When deciding a motion to dismiss, a court "must consider only the complaint, exhibits attached to the complaint, matters of public record, as well as undisputedly authentic documents if the complainant's claims are based upon these documents." Mayer v. Belichick, 605 F.3d 223, 230 (3d Cir. 2010); see also Alpizar-Fallas v. Favero, 908 F.3d 910, 914 (3d Cir. 2018); Pension Ben. Guar. Corp. v. White Consol. Indus., Inc., 998 F.2d 1192, 1196 (3d Cir. 1993). A Court may also refer to "orders and items appearing in the record of the case." In re RIH Acquisitions NJ, LLC, 551 B.R. 563, 565 (Bankr. D.N.J. 2016). This doctrine "applies in adversary proceedings in a bankruptcy case, and even between separate adversary proceedings in the same bankruptcy case." In re Pilgrim's Pride Corp., 442 B.R. 522, 530 (Bankr. N.D. Tex. 2010). Finally, a court may also consider "indisputably authentic documents that are referenced in or relied upon by the complaint." In re Evergreen Solar, Inc., No. 11-12590 (MFW), 2014 WL 300965, at *1 (Bankr. D. Del. Jan. 28, 2014).

i. The Defendants' Standing as the "Subject of Controversy" - Complaint, ¶¶1, 3-5, 8, 9, and 14-17

To the extent that a specific paragraph of the Complaint is not directly addressed, it is because that paragraph does not need to be directly addressed, either because it is a legal conclusion, has been addressed by the state court in the foreclosure action, or is argumentative, repetitive, irrelevant to this matter, already addressed in the Main Case Opinion, and/or information not requiring a response.

Without further repeating its conclusion in the Main Case Opinion finding that the Defendants had standing to pursue stay relief specifically on the merits of the evidence presented, the court incorporates the Main Case Opinion, as set forth above, here. And while the court believes that is enough, further discussion of standing generally is warranted.

The Plaintiff acknowledges that she resides at the Property. Complaint, ¶1. Thus, at minimum, the Plaintiff has a possessory interest in the Property. Under the bankruptcy code, a "mere possessory interest in property, whether or not pursuant to a legal right of possession, is protected by the automatic stay." In re Escobedo, 513 B.R. 605, 611 (Bankr. D.N.M. 2014) (citing In re Milaisnovich, No. 11-13-12294 TA, 2014 WL 644455 (Bankr. D.N.M. 2014)). Likewise, the Third Circuit has directly held that "a possessory interest in real property is within the ambit of the estate in bankruptcy under Section 541, and thus the protection of the automatic stay of Section 362." In re Atl. Bus. & Cmty. Corp., 901 F.2d 325, 328 (3d Cir. 1990). Accordingly, because the Plaintiff's property-i.e., her possessory interest in the Property-is property of the estate, a creditor would be required to obtain relief from the automatic stay to enforce its claim against the Property.

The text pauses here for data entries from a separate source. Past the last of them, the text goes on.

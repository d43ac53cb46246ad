use std::fs;
use std::path::PathBuf;

use anyhow::Context;
use clap::{Parser, Subcommand};
use colored::Colorize;

use iflow_generator::config::GeneratorConfig;
use iflow_generator::docs::DocFormat;
use iflow_generator::domain::iflow::Iflow;
use iflow_generator::package::IflowPackage;
use iflow_generator::{document_bpml_file, logger};

#[derive(Parser)]
#[command(author, version, about = "Generates SAP Integration Suite iFlow packages from metadata JSON", long_about = None)]
#[command(propagate_version = true)]
struct Cli {
    #[command(subcommand)]
    command: Commands,
}

#[derive(Subcommand)]
enum Commands {
    /// Build the iFlow package for a metadata file
    Generate {
        /// Metadata JSON describing the flow
        metadata: PathBuf,
        /// Output directory
        #[arg(short, long, default_value = ".")]
        output: PathBuf,
        /// Generator config JSON (package defaults, layout grid)
        #[arg(long)]
        config: Option<PathBuf>,
        /// Write the project as a directory tree instead of a zip archive
        #[arg(long)]
        unpacked: bool,
    },
    /// Check a metadata file without writing anything
    Validate {
        metadata: PathBuf,
    },
    /// Document a Sterling BPML business process
    Document {
        bpml: PathBuf,
        /// Output file, stdout when absent
        #[arg(short, long)]
        output: Option<PathBuf>,
        /// Emit JSON instead of Markdown
        #[arg(long)]
        json: bool,
    },
}

fn print_summary(iflow: &Iflow) {
    println!("{} {} ({})", "iFlow".bold(), iflow.info.name.cyan(), iflow.info.id);
    println!("  participants:   {}", iflow.participants.len());
    println!("  components:     {}", iflow.components.len());
    println!("  end events:     {}", iflow.end_events.len());
    println!("  sequence flows: {}", iflow.sequence_flows.len());
    println!("  message flows:  {}", iflow.message_flows.len());
    println!("  parameters:     {}", iflow.parameters.len());
    println!("  resources:      {}", iflow.resources().len());
}

fn run(cli: Cli) -> anyhow::Result<()> {
    match cli.command {
        Commands::Generate { metadata, output, config, unpacked } => {
            let config = GeneratorConfig::load(config.as_deref()).context("Failed to load generator config")?;
            let iflow = Iflow::load(&metadata)
                .with_context(|| format!("Failed to build iFlow from '{}'", metadata.display()))?;
            print_summary(&iflow);

            let package = IflowPackage::build(&iflow, &config).context("Failed to assemble the package")?;
            let result = if unpacked { package.write_dir(&output) } else { package.write_to_file(&output) };
            let written = result.with_context(|| format!("Failed to write package to '{}'", output.display()))?;
            println!("{} {}", "Generated".green().bold(), written.display());
        }
        Commands::Validate { metadata } => {
            let iflow = Iflow::load(&metadata)
                .with_context(|| format!("'{}' is not a valid iFlow description", metadata.display()))?;
            print_summary(&iflow);
            println!("{}", "Valid".green().bold());
        }
        Commands::Document { bpml, output, json } => {
            let format = if json { DocFormat::Json } else { DocFormat::Markdown };
            let rendered = document_bpml_file(&bpml, format)
                .with_context(|| format!("Failed to document '{}'", bpml.display()))?;
            match output {
                Some(path) => {
                    fs::write(&path, rendered).with_context(|| format!("Failed to write '{}'", path.display()))?;
                    println!("{} {}", "Documented".green().bold(), path.display());
                }
                None => print!("{}", rendered),
            }
        }
    }
    Ok(())
}

fn main() -> anyhow::Result<()> {
    logger::init();
    log::info!("Logger initialized. Starting iflow_generator.");

    let cli = Cli::parse();
    run(cli).inspect_err(|e| log::error!("{:#}", e))
}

The Plaintiff has never demonstrated that she is a lawful owner of the Property.

Along with that, on her bankruptcy schedules, the Plaintiff asserted an actual interest in the Property thereby bringing the protections of the automatic stay into play. The Plaintiff also actually listed SN Servicing as a creditor with a disputed secured claim against the Property on her Bankruptcy Petition. Main Case, Doc. 1. Consequently, the Plaintiff, though her own admission in her petition, has acknowledged that SN Servicing has a claim.

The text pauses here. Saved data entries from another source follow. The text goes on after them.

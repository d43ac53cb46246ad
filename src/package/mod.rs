//! Assembles the importable iFlow project: manifest, project files, the
//! `.iflw` document, parameters and shipped resources.

pub mod manifest;
pub mod project_files;

use std::fs;
use std::io::{Seek, Write};
use std::path::{Component, Path, PathBuf};

use zip::write::SimpleFileOptions;
use zip::{CompressionMethod, DateTime, ZipWriter};

use crate::config::GeneratorConfig;
use crate::domain::iflow::Iflow;
use crate::domain::layout;
use crate::domain::resource::ResourceFolder;
use crate::error::{Error, Result};
use crate::generator::write_iflow;

pub const MANIFEST_PATH: &str = "META-INF/MANIFEST.MF";
pub const IFLOW_FOLDER: &str = "src/main/resources/scenarioflows/integrationflow";
pub const PARAMETERS_PROP_PATH: &str = "src/main/resources/parameters.prop";
pub const PARAMETERS_PROPDEF_PATH: &str = "src/main/resources/parameters.propdef";

#[derive(Debug, Clone, PartialEq)]
pub struct PackageEntry {
    /// Forward slash separated path inside the archive.
    pub path: String,
    pub content: Vec<u8>,
}

/// In-memory iFlow project, written out as a zip archive or a directory tree.
#[derive(Debug, Clone)]
pub struct IflowPackage {
    pub iflow_id: String,
    pub entries: Vec<PackageEntry>,
}

impl IflowPackage {
    pub fn build(iflow: &Iflow, config: &GeneratorConfig) -> Result<IflowPackage> {
        let timestamp = chrono::Local::now().format("%a %b %d %H:%M:%S %Z %Y").to_string();
        let diagram = layout::compute(iflow, &config.layout);

        let mut package = IflowPackage { iflow_id: iflow.info.id.clone(), entries: Vec::new() };

        package.push(MANIFEST_PATH, manifest::render(&manifest::headers(iflow, config)));
        package.push(".project", project_files::project_file(iflow)?);
        package.push("metainfo.prop", project_files::metainfo_prop(iflow, &timestamp));
        let iflow_path = package.iflow_path();
        package.push(&iflow_path, write_iflow(iflow, &diagram, config)?);
        package.push(PARAMETERS_PROP_PATH, project_files::parameters_prop(&iflow.parameters, &timestamp));
        package.push(PARAMETERS_PROPDEF_PATH, project_files::parameters_propdef(&iflow.parameters)?);

        for resource in iflow.resources() {
            package.push(&resource.package_path(), resource.content.clone());
        }

        log::debug!("Package '{}' holds {} files.", package.iflow_id, package.entries.len());
        Ok(package)
    }

    fn push(&mut self, path: &str, content: impl Into<Vec<u8>>) {
        self.entries.push(PackageEntry { path: path.to_string(), content: content.into() });
    }

    pub fn iflow_path(&self) -> String {
        format!("{}/{}.iflw", IFLOW_FOLDER, self.iflow_id)
    }

    pub fn archive_name(&self) -> String {
        format!("{}.zip", self.iflow_id)
    }

    pub fn entry(&self, path: &str) -> Option<&PackageEntry> {
        self.entries.iter().find(|e| e.path == path)
    }

    /// Writes the archive with fixed timestamps so equal input gives equal bytes.
    pub fn write_zip<W: Write + Seek>(&self, writer: W) -> Result<W> {
        let mut zip = ZipWriter::new(writer);
        let options = SimpleFileOptions::default()
            .compression_method(CompressionMethod::Deflated)
            .last_modified_time(DateTime::default());

        for folder in ResourceFolder::all() {
            zip.add_directory(format!("{}/", folder.path()), options)?;
        }
        for entry in &self.entries {
            check_entry_path(&entry.path)?;
            zip.start_file(entry.path.as_str(), options)?;
            zip.write_all(&entry.content)?;
        }

        Ok(zip.finish()?)
    }

    /// Writes `<dir>/<id>.zip` and returns its path.
    pub fn write_to_file(&self, dir: impl AsRef<Path>) -> Result<PathBuf> {
        let dir = dir.as_ref();
        fs::create_dir_all(dir)?;
        let path = dir.join(self.archive_name());
        let file = fs::File::create(&path)?;
        self.write_zip(file)?;
        log::info!("Wrote package '{}'.", path.display());
        Ok(path)
    }

    /// Writes the unpacked project below `<dir>/<id>/` and returns that directory.
    pub fn write_dir(&self, dir: impl AsRef<Path>) -> Result<PathBuf> {
        let root = dir.as_ref().join(&self.iflow_id);
        for folder in ResourceFolder::all() {
            fs::create_dir_all(root.join(folder.path()))?;
        }
        for entry in &self.entries {
            let path = root.join(check_entry_path(&entry.path)?);
            if let Some(parent) = path.parent() {
                fs::create_dir_all(parent)?;
            }
            fs::write(&path, &entry.content)?;
        }
        log::info!("Wrote unpacked project '{}'.", root.display());
        Ok(root)
    }
}

/// Entry paths must be relative and must not climb out of the package root.
fn check_entry_path(path: &str) -> Result<&Path> {
    let relative = Path::new(path);
    if !path.is_empty() && relative.components().all(|c| matches!(c, Component::Normal(_))) {
        return Ok(relative);
    }
    log::error!("Package entry '{}' is not a plain relative path.", path);
    Err(Error::ModelConstructionError(format!("package entry '{}' escapes the package root", path)))
}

When deciding a motion to dismiss in an adversary proceeding, "a bankruptcy court may take judicial notice of the docket entries in a case and the contents of the bankruptcy schedules to determine the timing and status of case events and other facts which are not reasonably in dispute." In re Brown, 591 B.R. 587, 591 (Bankr. M.D. Pa. 2018). This includes schedules. Id.; see also In re Trichilo, 540 B.R. 547, 549 (Bankr. M.D. Pa. 2015); In re Baker, No. 19-12015, 2020 WL 3815280, at *2 (Bankr. D. Kan. June 1, 2020); In re Wright, No. 7-09-10892 JR, 2009 WL 3633811, at *3 (Bankr. D.N.M. Oct. 30, 2009).

Indeed, in the Complaint, the Plaintiff does not dispute that a mortgage loan was entered into. Rather, the Plaintiff disputes the validity of the mortgage loan note due to the late filing of a Notice of Settlement. Complaint, ¶10.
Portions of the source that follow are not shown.